As the medical director of early cancer detection at the Bhalwani Familial Cancer Clinic at the Princess Margaret Cancer Foundation, and an associate at the Ontario Institute for Cancer Research, he is looking towards non-invasive diagnostic procedures that can offer insights into numerous cancer-types before they appear on any imaging scans.

Cancer cells release “cell contents into the blood,” he told CTVNews.ca. “So the idea is you have cells in the body that are developing cancer, and then you can detect it in the blood.”

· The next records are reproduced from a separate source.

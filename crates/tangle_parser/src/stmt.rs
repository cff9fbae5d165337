//! Statement parsing.
use std::rc::Rc;

use tangle_syntax::TokenKind;

use crate::parser::Parser;
use crate::{
    CatchClause, Expr, ForInLeft, ForInStmt, ForInit, ForStmt, Function, IfStmt, Stmt, SwitchCase,
    SwitchStmt, TryStmt, VarDeclarator, WhileStmt,
};

impl<'a> Parser<'a> {
    pub(crate) fn parse_stmt(&mut self) -> Option<Stmt> {
        match self.peek().kind {
            TokenKind::Semi => {
                self.bump();
                Some(Stmt::Empty)
            }
            TokenKind::LBrace => self.parse_block().map(Stmt::Block),
            TokenKind::KwVar => {
                let decls = self.parse_var_decls()?;
                self.terminate_stmt();
                Some(Stmt::Var(decls))
            }
            TokenKind::KwFunction => {
                let func = self.parse_function(true)?;
                Some(Stmt::Func(Box::new(func)))
            }
            TokenKind::KwIf => self.parse_if(),
            TokenKind::KwFor => self.parse_for(),
            TokenKind::KwWhile => self.parse_while(),
            TokenKind::KwDo => self.parse_do_while(),
            TokenKind::KwReturn => {
                self.bump();
                let arg = if self.at(TokenKind::Semi)
                    || self.at(TokenKind::RBrace)
                    || self.at(TokenKind::Eof)
                    || self.newline_before()
                {
                    None
                } else {
                    Some(self.parse_expr()?)
                };
                self.terminate_stmt();
                Some(Stmt::Return(arg))
            }
            TokenKind::KwBreak => {
                self.bump();
                // Labels are not modeled; a same-line identifier is consumed.
                if self.at(TokenKind::Ident) && !self.newline_before() {
                    self.bump();
                }
                self.terminate_stmt();
                Some(Stmt::Break)
            }
            TokenKind::KwContinue => {
                self.bump();
                if self.at(TokenKind::Ident) && !self.newline_before() {
                    self.bump();
                }
                self.terminate_stmt();
                Some(Stmt::Continue)
            }
            TokenKind::KwThrow => {
                self.bump();
                let arg = self.parse_expr()?;
                self.terminate_stmt();
                Some(Stmt::Throw(arg))
            }
            TokenKind::KwTry => self.parse_try(),
            TokenKind::KwSwitch => self.parse_switch(),
            _ => {
                let expr = self.parse_expr()?;
                self.terminate_stmt();
                Some(Stmt::Expr(expr))
            }
        }
    }

    pub(crate) fn parse_block(&mut self) -> Option<Box<[Stmt]>> {
        self.expect(TokenKind::LBrace);
        let mut stmts: Vec<Stmt> = Vec::new();
        while !self.at(TokenKind::RBrace) && !self.at(TokenKind::Eof) {
            match self.parse_stmt() {
                Some(stmt) => stmts.push(stmt),
                None => self.recover_stmt(),
            }
        }
        self.expect(TokenKind::RBrace);
        Some(stmts.into_boxed_slice())
    }

    fn parse_var_decls(&mut self) -> Option<Box<[VarDeclarator]>> {
        self.expect(TokenKind::KwVar);
        let mut decls = Vec::with_capacity(1);
        loop {
            let t = self.peek();
            if !self.at(TokenKind::Ident) {
                self.error(format!("expected identifier, found {:?}", t.kind), t.span);
                return None;
            }
            let t = self.bump();
            let name = self.text(t).to_string();
            let init = if self.eat(TokenKind::Eq) {
                Some(self.parse_assign()?)
            } else {
                None
            };
            decls.push(VarDeclarator { name, init });
            if !self.eat(TokenKind::Comma) {
                break;
            }
        }
        Some(decls.into_boxed_slice())
    }

    /// Parse `function name(params) { body }`. Declarations require a name;
    /// expressions may omit it.
    pub(crate) fn parse_function(&mut self, declaration: bool) -> Option<Function> {
        self.expect(TokenKind::KwFunction);
        let name = if self.at(TokenKind::Ident) {
            let t = self.bump();
            Some(self.text(t).to_string())
        } else {
            if declaration {
                let t = self.peek();
                self.error("function declaration requires a name", t.span);
            }
            None
        };

        self.expect(TokenKind::LParen);
        let mut params = Vec::new();
        while !self.at(TokenKind::RParen) && !self.at(TokenKind::Eof) {
            let t = self.peek();
            if !self.at(TokenKind::Ident) {
                self.error(format!("expected parameter name, found {:?}", t.kind), t.span);
                break;
            }
            let t = self.bump();
            params.push(self.text(t).to_string());
            if !self.eat(TokenKind::Comma) {
                break;
            }
        }
        self.expect(TokenKind::RParen);

        let body = self.parse_block()?;
        Some(Function {
            name,
            params: params.into_boxed_slice(),
            body: Rc::from(body),
        })
    }

    fn parse_if(&mut self) -> Option<Stmt> {
        self.expect(TokenKind::KwIf);
        self.expect(TokenKind::LParen);
        let test = self.parse_expr()?;
        self.expect(TokenKind::RParen);
        let consequent = self.parse_stmt()?;
        let alternate = if self.eat(TokenKind::KwElse) {
            Some(self.parse_stmt()?)
        } else {
            None
        };
        Some(Stmt::If(Box::new(IfStmt {
            test,
            consequent,
            alternate,
        })))
    }

    fn parse_for(&mut self) -> Option<Stmt> {
        self.expect(TokenKind::KwFor);
        self.expect(TokenKind::LParen);

        // `for (;;)`
        if self.eat(TokenKind::Semi) {
            return self.parse_for_tail(None);
        }

        if self.at(TokenKind::KwVar) {
            let decls = {
                self.no_in = true;
                let d = self.parse_var_decls();
                self.no_in = false;
                d?
            };
            if self.eat(TokenKind::KwIn) {
                // `for (var x in obj)`
                if decls.len() != 1 || decls[0].init.is_some() {
                    let t = self.peek();
                    self.error("invalid left-hand side of for-in", t.span);
                }
                let name = decls[0].name.clone();
                let right = self.parse_expr()?;
                self.expect(TokenKind::RParen);
                let body = self.parse_stmt()?;
                return Some(Stmt::ForIn(Box::new(ForInStmt {
                    left: ForInLeft::Var(name),
                    right,
                    body,
                })));
            }
            self.expect(TokenKind::Semi);
            return self.parse_for_tail(Some(ForInit::Var(decls)));
        }

        let init = {
            self.no_in = true;
            let e = self.parse_expr();
            self.no_in = false;
            e?
        };
        if self.eat(TokenKind::KwIn) {
            let right = self.parse_expr()?;
            self.expect(TokenKind::RParen);
            let body = self.parse_stmt()?;
            return Some(Stmt::ForIn(Box::new(ForInStmt {
                left: ForInLeft::Expr(init),
                right,
                body,
            })));
        }
        self.expect(TokenKind::Semi);
        self.parse_for_tail(Some(ForInit::Expr(init)))
    }

    fn parse_for_tail(&mut self, init: Option<ForInit>) -> Option<Stmt> {
        let test = if self.at(TokenKind::Semi) {
            None
        } else {
            Some(self.parse_expr()?)
        };
        self.expect(TokenKind::Semi);
        let update = if self.at(TokenKind::RParen) {
            None
        } else {
            Some(self.parse_expr()?)
        };
        self.expect(TokenKind::RParen);
        let body = self.parse_stmt()?;
        Some(Stmt::For(Box::new(ForStmt {
            init,
            test,
            update,
            body,
        })))
    }

    fn parse_while(&mut self) -> Option<Stmt> {
        self.expect(TokenKind::KwWhile);
        self.expect(TokenKind::LParen);
        let cond = self.parse_expr()?;
        self.expect(TokenKind::RParen);
        let body = self.parse_stmt()?;
        Some(Stmt::While(Box::new(WhileStmt { cond, body })))
    }

    fn parse_do_while(&mut self) -> Option<Stmt> {
        self.expect(TokenKind::KwDo);
        let body = self.parse_stmt()?;
        self.expect(TokenKind::KwWhile);
        self.expect(TokenKind::LParen);
        let cond = self.parse_expr()?;
        self.expect(TokenKind::RParen);
        self.terminate_stmt();
        Some(Stmt::DoWhile(Box::new(WhileStmt { cond, body })))
    }

    fn parse_try(&mut self) -> Option<Stmt> {
        self.expect(TokenKind::KwTry);
        let block = self.parse_block()?;
        let catch = if self.eat(TokenKind::KwCatch) {
            self.expect(TokenKind::LParen);
            let t = self.peek();
            let param = if self.at(TokenKind::Ident) {
                let id = self.bump();
                self.text(id).to_string()
            } else {
                self.error(format!("expected identifier, found {:?}", t.kind), t.span);
                String::new()
            };
            self.expect(TokenKind::RParen);
            let body = self.parse_block()?;
            Some(CatchClause { param, body })
        } else {
            None
        };
        let finally = if self.eat(TokenKind::KwFinally) {
            Some(self.parse_block()?)
        } else {
            None
        };

        if catch.is_none() && finally.is_none() {
            let t = self.peek();
            self.error("try requires catch or finally", t.span);
        }
        Some(Stmt::Try(Box::new(TryStmt {
            block,
            catch,
            finally,
        })))
    }

    fn parse_switch(&mut self) -> Option<Stmt> {
        self.expect(TokenKind::KwSwitch);
        self.expect(TokenKind::LParen);
        let discriminant = self.parse_expr()?;
        self.expect(TokenKind::RParen);
        self.expect(TokenKind::LBrace);

        let mut cases: Vec<SwitchCase> = Vec::new();
        while !self.at(TokenKind::RBrace) && !self.at(TokenKind::Eof) {
            let test = if self.eat(TokenKind::KwCase) {
                let e = self.parse_expr()?;
                Some(e)
            } else if self.eat(TokenKind::KwDefault) {
                None
            } else {
                let t = self.peek();
                self.error(format!("expected case or default, found {:?}", t.kind), t.span);
                return None;
            };
            self.expect(TokenKind::Colon);

            let mut body: Vec<Stmt> = Vec::new();
            while !self.at(TokenKind::KwCase)
                && !self.at(TokenKind::KwDefault)
                && !self.at(TokenKind::RBrace)
                && !self.at(TokenKind::Eof)
            {
                match self.parse_stmt() {
                    Some(stmt) => body.push(stmt),
                    None => self.recover_stmt(),
                }
            }
            cases.push(SwitchCase {
                test,
                body: body.into_boxed_slice(),
            });
        }
        self.expect(TokenKind::RBrace);
        Some(Stmt::Switch(Box::new(SwitchStmt {
            discriminant,
            cases: cases.into_boxed_slice(),
        })))
    }

    /// Expression including sequence (`a, b, c`).
    pub(crate) fn parse_expr(&mut self) -> Option<Expr> {
        let first = self.parse_assign()?;
        if !self.at(TokenKind::Comma) {
            return Some(first);
        }
        let mut exprs = vec![first];
        while self.eat(TokenKind::Comma) {
            exprs.push(self.parse_assign()?);
        }
        Some(Expr::Sequence(exprs.into_boxed_slice()))
    }
}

The procedure is known as “liquid biopsy,” a sophisticated blood test that can help detect up to 50 cancer-types before tumours emerge and can also provide oncologists with insights to precisely target these malignancies once they have spread.

“Most cancer patients get their tumours sequenced, like Jenny,” Dr. Kim said. “You need to identify a specific genetic change for the drug to precisely target.”

Dr. Kim says that, instead of “cutting up the tumour and taking the tumour out,” new technology can detect DNA that cancers are releasing into a patient's blood.

Aside from serving as a resource for early cancer detection, which liquid biopsy is considered most helpful for, this diagnostic option can also keep late-stage cancer patients like Chankowsky and Young on top of tumour progressions.

With liquid biopsy, “you can watch the mutations change as the treatment is happening,” Dr. Kim explained.

He added that cancer-detecting blood tests could be widely available to Canadians within the next 10 years.

Jenny Young and her husband Mark Berado in 2023 Princess Margaret Cancer Foundation photoshoot. (Courtesy of Jenny Young)

‘WE WILL CONQUER CANCER IN OUR LIFETIME’

As Jenny Young stood at the podium of the One Life Gala last month, she explained her emerging reality, a truth growing inside her. “Since the diagnosis, the cancer has spread to my bones and most recently, about a month ago, to my neck.”

Allen Chankowsky, who was sitting within that ballroom, related to the daunting news.

In her speech, Young added that new innovative treatment options remain on the table. Citing innovative clinical trials and new medications, Young said she was “hopeful.”

“There is nobody who is not affected by cancer,” she said. “It could be your friend. Your family. Your co-worker. Cancer is, unfortunately, all around us, and it impacts and touches everyone in one way or another.”

Young’s next words prompted a standing ovation: “Please believe it, because I do. We will conquer cancer in our lifetime.”